City workers break up a homeless encampment for street cleaning on Beacon Street in San Pedro. Photo by Anna Scott. 

Dana Dixon lives around the corner from the encampment. On Friday she said that a lack of garbage cans in the area compounded health concerns. She said people living in the encampment “often use our garbage cans and there will be clothes that … have excrement on them, and that’s concerning.”

The day before the Beacon Street cleanup, city workers conducted outreach at the encampment. During the cleanup, city officials provided mobile showers and restrooms that were used by 23 individuals, according to Buscaino’s office. His staff also reported that sanitation workers removed 4,800 pounds of trash and debris and 70 pounds of human waste.

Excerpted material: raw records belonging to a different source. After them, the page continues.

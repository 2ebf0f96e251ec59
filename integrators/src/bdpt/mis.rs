//! Balance heuristic weights

use super::path::*;
use core::geometry::*;
use core::interaction::*;
use core::pbrt::*;
use core::scene::*;

/// Full path formed by strategy (s, t), read from the light end. Vertices
/// `0..s` come from the light subpath and `s..s+t` from the eye subpath in
/// reverse. The vertices next to the connection carry recomputed reverse
/// densities; all others reuse the densities cached while sampling.
struct ConnectedPath<'a> {
    /// The scene.
    scene: &'a Scene,

    /// Eye subpath.
    eye: &'a Subpath,

    /// Light subpath.
    light: &'a Subpath,

    /// Number of light subpath vertices.
    s: usize,

    /// Number of eye subpath vertices.
    t: usize,

    /// Density of generating vertex s-1 from the eye side.
    pdf_rev_l: Float,

    /// Density of generating vertex s-2 from the eye side.
    pdf_rev_l_prev: Float,

    /// Density of generating vertex s from the light side.
    pdf_fwd_e: Float,

    /// Density of generating vertex s+1 from the light side.
    pdf_fwd_e_prev: Float,
}

impl<'a> ConnectedPath<'a> {
    /// Returns the path with the densities next to the connection
    /// recomputed, or `None` if a subpath is too short.
    ///
    /// * `scene` - The scene.
    /// * `eye`   - Eye subpath.
    /// * `light` - Light subpath.
    /// * `s`     - Number of light subpath vertices.
    /// * `t`     - Number of eye subpath vertices.
    fn new(scene: &'a Scene, eye: &'a Subpath, light: &'a Subpath, s: usize, t: usize) -> Option<Self> {
        if s > light.len() || t > eye.len() || s + t < 2 {
            return None;
        }

        let mut path = Self {
            scene,
            eye,
            light,
            s,
            t,
            pdf_rev_l: 0.0,
            pdf_rev_l_prev: 0.0,
            pdf_fwd_e: 0.0,
            pdf_fwd_e_prev: 0.0,
        };

        let n = s + t;
        let v_l = s.checked_sub(1).and_then(|i| path.sp(i));
        let v_e = if t > 0 { path.sp(s) } else { None };

        match (v_l, v_e) {
            (Some(v_l), Some(v_e)) => {
                let d_le = direction(&v_l.geom, &v_e.geom);

                // Directions toward the subpath-internal neighbours. Endpoints
                // ignore the incident direction.
                let w_l_prev = light.vertex_at(s - 1, TransDir::LE)?.w_rev();
                let w_e_prev = eye.vertex_at(t - 1, TransDir::EL)?.w_rev();

                path.pdf_rev_l = convert_pdf_to_area(
                    scene.pdf_direction(&v_e, &w_e_prev, &-d_le, false),
                    &v_e.geom,
                    &v_l.geom,
                );
                path.pdf_fwd_e = convert_pdf_to_area(
                    scene.pdf_direction(&v_l, &w_l_prev, &d_le, false),
                    &v_l.geom,
                    &v_e.geom,
                );
                if s >= 2 {
                    let v_l_prev = path.sp(s - 2)?;
                    path.pdf_rev_l_prev = convert_pdf_to_area(
                        scene.pdf_direction(&v_l, &d_le, &w_l_prev, false),
                        &v_l.geom,
                        &v_l_prev.geom,
                    );
                }
                if t >= 2 {
                    let v_e_prev = path.sp(s + 1)?;
                    path.pdf_fwd_e_prev = convert_pdf_to_area(
                        scene.pdf_direction(&v_e, &-d_le, &w_e_prev, false),
                        &v_e.geom,
                        &v_e_prev.geom,
                    );
                }
            }
            (Some(v_l), None) => {
                // t = 0: the last light vertex acts as the camera endpoint.
                let connectable = scene.is_connectable_endpoint(&v_l);
                path.pdf_rev_l = if connectable {
                    scene.pdf_position(&v_l)
                } else {
                    1.0
                };
                let v_l_prev = path.sp(n - 2)?;
                let w_l_prev = light.vertex_at(s - 1, TransDir::LE)?.w_rev();
                let pdf = if connectable {
                    scene.pdf_direction(&v_l, &Vector3f::default(), &w_l_prev, false)
                } else {
                    scene.pdf_primary_ray(&v_l, &w_l_prev, false)
                };
                path.pdf_rev_l_prev = convert_pdf_to_area(pdf, &v_l.geom, &v_l_prev.geom);
            }
            (None, Some(v_e)) => {
                // s = 0: the last eye vertex acts as the light endpoint.
                let connectable = scene.is_connectable_endpoint(&v_e);
                path.pdf_fwd_e = if connectable {
                    scene.pdf_position(&v_e)
                } else {
                    1.0
                };
                let v_e_prev = path.sp(1)?;
                let w_e_prev = eye.vertex_at(t - 1, TransDir::EL)?.w_rev();
                let pdf = if connectable {
                    scene.pdf_direction(&v_e, &Vector3f::default(), &w_e_prev, false)
                } else {
                    scene.pdf_primary_ray(&v_e, &w_e_prev, false)
                };
                path.pdf_fwd_e_prev = convert_pdf_to_area(pdf, &v_e.geom, &v_e_prev.geom);
            }
            (None, None) => return None,
        }

        Some(path)
    }

    /// Returns the number of vertices.
    fn len(&self) -> usize {
        self.s + self.t
    }

    /// Returns the interaction at index `i` from the light end. The two ends
    /// take the endpoint roles of the full path.
    ///
    /// * `i` - Vertex index in `0..len()`.
    fn sp(&self, i: usize) -> Option<SceneInteraction> {
        let n = self.len();
        let v = if i < self.s {
            self.light.vertex_at(i, TransDir::LE)?
        } else {
            self.eye.vertex_at(n.checked_sub(i + 1)?, TransDir::EL)?
        };

        let sp = *v.sp();
        Some(if i == 0 {
            sp.as_kind(InteractionKind::LightEndpoint)
        } else if i == n - 1 {
            sp.as_kind(InteractionKind::CameraEndpoint)
        } else {
            sp
        })
    }

    /// Returns the density of generating vertex `i` from the light side.
    ///
    /// * `i` - Vertex index in `0..len()`.
    fn pdf_fwd(&self, i: usize) -> Float {
        let (s, t) = (self.s, self.t);
        if i < s {
            return self.light.vertex_at(i, TransDir::LE).map_or(0.0, |v| v.pdf_fwd());
        }
        let j = s + t - 1 - i;
        if j + 1 == t {
            self.pdf_fwd_e
        } else if j + 2 == t {
            self.pdf_fwd_e_prev
        } else {
            self.eye
                .vertex_at(j, TransDir::EL)
                .and_then(|v| v.pdf_rev())
                .unwrap_or(0.0)
        }
    }

    /// Returns the density of generating vertex `i` from the eye side.
    ///
    /// * `i` - Vertex index in `0..len()`.
    fn pdf_rev(&self, i: usize) -> Float {
        let s = self.s;
        if i + 1 == s {
            self.pdf_rev_l
        } else if i + 2 == s {
            self.pdf_rev_l_prev
        } else if i < s {
            self.light
                .vertex_at(i, TransDir::LE)
                .and_then(|v| v.pdf_rev())
                .unwrap_or(0.0)
        } else {
            let j = self.len() - 1 - i;
            self.eye.vertex_at(j, TransDir::EL).map_or(0.0, |v| v.pdf_fwd())
        }
    }

    /// Returns true if strategy (s', n - s') can sample this path.
    ///
    /// * `s` - Number of vertices taken from the light end.
    fn is_samplable(&self, s: usize) -> bool {
        is_samplable(self.scene, self.len(), s, |i| self.sp(i))
    }
}

/// Returns true if the full path of `n` vertices can be sampled by the
/// strategy taking `s` vertices from the light end. An endpoint-terminated
/// strategy needs a non-degenerate, non-specular far end; a connection needs
/// connectable endpoints and non-specular connecting vertices.
///
/// * `scene`  - The scene.
/// * `n`      - Number of vertices of the full path.
/// * `s`      - Number of vertices taken from the light end.
/// * `vertex` - Returns the interaction at an index from the light end.
pub(crate) fn is_samplable<F>(scene: &Scene, n: usize, s: usize, vertex: F) -> bool
where
    F: Fn(usize) -> Option<SceneInteraction>,
{
    if s > n || n < 2 {
        return false;
    }
    let t = n - s;
    let far_end_samplable = |sp: Option<SceneInteraction>| {
        sp.map_or(false, |sp| !sp.geom.is_degenerate() && !scene.is_specular_component(&sp))
    };

    if s == 0 {
        far_end_samplable(vertex(0))
    } else if t == 0 {
        far_end_samplable(vertex(n - 1))
    } else {
        let (Some(v_l), Some(v_e)) = (vertex(s - 1), vertex(s)) else {
            return false;
        };
        if (s == 1 && !scene.is_connectable_endpoint(&v_l))
            || (t == 1 && !scene.is_connectable_endpoint(&v_e))
        {
            return false;
        }
        if v_l.geom.is_infinite() || v_e.geom.is_infinite() {
            return false;
        }
        !scene.is_specular_component(&v_l) && !scene.is_specular_component(&v_e)
    }
}

/// Returns the balance heuristic weight of strategy (s, t). Call only for a
/// strategy that `connect()` accepted. Walks from the connection toward both
/// ends accumulating density ratios of the neighbouring strategies and
/// counting those that can sample the path.
///
/// * `scene` - The scene.
/// * `eye`   - Eye subpath.
/// * `light` - Light subpath.
/// * `s`     - Number of light subpath vertices.
/// * `t`     - Number of eye subpath vertices.
pub fn mis_weight(scene: &Scene, eye: &Subpath, light: &Subpath, s: usize, t: usize) -> Float {
    let Some(path) = ConnectedPath::new(scene, eye, light, s, t) else {
        return 0.0;
    };
    let n = path.len();

    let mut sum = 0.0;

    // Toward the eye end: strategies with more light vertices.
    let mut r = 1.0;
    for i in s..n {
        r *= safe_ratio(path.pdf_fwd(i), path.pdf_rev(i));
        if path.is_samplable(i + 1) {
            sum += r;
        }
    }

    // Toward the light end: strategies with more eye vertices.
    let mut r = 1.0;
    for i in (0..s).rev() {
        r *= safe_ratio(path.pdf_rev(i), path.pdf_fwd(i));
        if path.is_samplable(i) {
            sum += r;
        }
    }

    1.0 / (1.0 + sum)
}
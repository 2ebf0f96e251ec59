//! Ray

use super::*;
use crate::pbrt::*;

/// A semi-infinite line specified by its origin and direction.
#[derive(Copy, Clone, Debug)]
pub struct Ray {
    /// Origin.
    pub o: Point3f,

    /// Direction.
    pub d: Vector3f,
}

impl Ray {
    /// Returns a new ray.
    ///
    /// * `o` - Origin.
    /// * `d` - Direction.
    pub fn new(o: Point3f, d: Vector3f) -> Self {
        Self { o, d }
    }

    /// Returns the position along the ray at a given parameter.
    ///
    /// * `t` - The parameter.
    pub fn at(&self, t: Float) -> Point3f {
        self.o + self.d * t
    }
}
//! Numeric basics shared by every crate

mod common;

// Re-export
pub use common::*;
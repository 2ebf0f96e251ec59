//! Parallel

mod scheduler;

// Re-export.
pub use scheduler::*;
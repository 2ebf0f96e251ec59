//! Diffuse Area Light Source

use core::geometry::*;
use core::interaction::*;
use core::light::*;
use core::pbrt::*;
use core::sampling::*;
use core::shape::*;
use core::spectrum::*;
use std::sync::Arc;

/// Implements a basic area light source with uniform spatial and directional
/// radiance distribution. Light is emitted from the front face only.
#[derive(Clone)]
pub struct DiffuseAreaLight {
    /// Light source type.
    pub light_type: LightType,

    /// Emitted radiance.
    pub l_emit: Spectrum,

    /// Shape describing surface of the light source.
    pub shape: ArcShape,

    /// Surface area of the shape.
    pub area: Float,
}

impl DiffuseAreaLight {
    /// Returns a new `DiffuseAreaLight`.
    ///
    /// * `l_emit` - Emitted radiance.
    /// * `shape`  - Shape describing surface of the light source.
    pub fn new(l_emit: Spectrum, shape: ArcShape) -> Self {
        let area = shape.area();
        if area <= 0.0 {
            warn!("Area light on a shape with zero area emits nothing");
        }
        Self {
            light_type: LightType::AREA_LIGHT,
            l_emit,
            shape: Arc::clone(&shape),
            area,
        }
    }

    /// Returns true if `wo` leaves the front face at `geom`.
    ///
    /// * `geom` - Point on the light.
    /// * `wo`   - Outgoing direction.
    fn is_front(&self, geom: &PointGeometry, wo: &Vector3f) -> bool {
        geom.n().map_or(false, |n| n.dot(wo) > 0.0)
    }
}

impl Light for DiffuseAreaLight {
    /// Returns the type of light.
    fn get_type(&self) -> LightType {
        self.light_type
    }

    /// Samples a point uniformly on the shape and a cosine weighted
    /// direction around the front normal.
    ///
    /// * `u_pos` - Sample value for the position.
    /// * `u_dir` - Sample value for the direction.
    fn sample_ray(&self, u_pos: &Point2f, u_dir: &Point2f) -> Option<RaySample> {
        if self.area <= 0.0 {
            return None;
        }
        let geom = self.shape.sample_position(u_pos);
        let frame = geom.frame()?;
        let wo = frame.to_world(&cosine_sample_hemisphere(u_dir));

        // Le cosθ / (p_A p_σ) with p_σ = cosθ / π.
        let weight = self.l_emit * (PI * self.area);
        Some(RaySample::new(geom, wo, weight))
    }

    fn pdf_ray(&self, geom: &PointGeometry, wo: &Vector3f, _eval_delta: bool) -> Float {
        self.pdf_position(geom) * self.pdf_direction(geom, wo)
    }

    fn pdf_position(&self, _geom: &PointGeometry) -> Float {
        if self.area > 0.0 {
            1.0 / self.area
        } else {
            0.0
        }
    }

    fn pdf_direction(&self, geom: &PointGeometry, wo: &Vector3f) -> Float {
        if self.is_front(geom, wo) {
            INV_PI
        } else {
            0.0
        }
    }

    fn eval(&self, geom: &PointGeometry, wo: &Vector3f, _eval_delta: bool) -> Spectrum {
        if self.is_front(geom, wo) {
            self.l_emit
        } else {
            Spectrum::ZERO
        }
    }
}

#[cfg(test)]
mod tests {
    use super::*;
    use float_cmp::approx_eq;
    use shapes::Quad;

    fn ceiling_light() -> DiffuseAreaLight {
        // Faces down.
        let quad = Quad::new(
            Point3f::new(-0.5, 1.0, -0.5),
            Vector3f::new(1.0, 0.0, 0.0),
            Vector3f::new(0.0, 0.0, 1.0),
        );
        DiffuseAreaLight::new(Spectrum::new(2.0), Arc::new(quad))
    }

    #[test]
    fn emits_from_front_face_only() {
        let light = ceiling_light();
        let s = light
            .sample_ray(&Point2f::new(0.3, 0.6), &Point2f::new(0.2, 0.9))
            .unwrap();
        assert!(s.wo.y < 0.0);
        assert!(!light.eval(&s.geom, &s.wo, false).is_black());
        assert!(light.eval(&s.geom, &-s.wo, false).is_black());
        assert_eq!(light.pdf_direction(&s.geom, &-s.wo), 0.0);
    }

    #[test]
    fn weight_is_emission_over_density() {
        let light = ceiling_light();
        let s = light
            .sample_ray(&Point2f::new(0.5, 0.5), &Point2f::new(0.4, 0.1))
            .unwrap();
        let le = light.eval(&s.geom, &s.wo, false);
        let p = light.pdf_ray(&s.geom, &s.wo, false);
        assert!(approx_eq!(Float, (le / p)[0], s.weight[0], epsilon = 1e-4));
        assert!(approx_eq!(Float, light.pdf_position(&s.geom), 1.0, epsilon = 1e-6));
        assert!(light.is_connectable(&s.geom));
        assert!(!light.is_specular());
        assert!(!light.is_infinite());
    }
}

“The councilman spent the last two years getting that shelter built,” said Kvartuc. “And the promise was made that it's for this population … not all of them will accept it, but we owe it to this neighborhood after they said yes to the shelter, to ensure that there are no tents.”

He also said that many encampment residents have nearby shelter beds but keep their tents as “second residences,” something his office would like to curb.


A notice posted near Beacon Street about services available during the sweep. Photo by Anna Scott.

Elisa Ayala, the encampment resident who lives with her wife, Elicia Suarez, said she has a bed at a shelter down the street that’s overseen by LA County. But she spends her days outside to be with Suarez. They said they stayed at the shelter together for about five months before Suarez came back outside.

“Me and her, we walked in there … first day when it first opened up,” said Suarez. But she said she left after promises of housing assistance and job training didn’t pan out. “Guess what? None of that happened.”

Suarez and Ayala said they still hope to eventually move indoors to a place of their own. In the meantime, Suarez suggested the city open a designated camping area for unhoused people on and around Beacon Street to relocate to.

“Maybe they should map out an area … that's like, businesses that aren't really open or anything, that’s not too far from here,” she said. “Cause everybody’s scattering everywhere, nobody knows where to go.”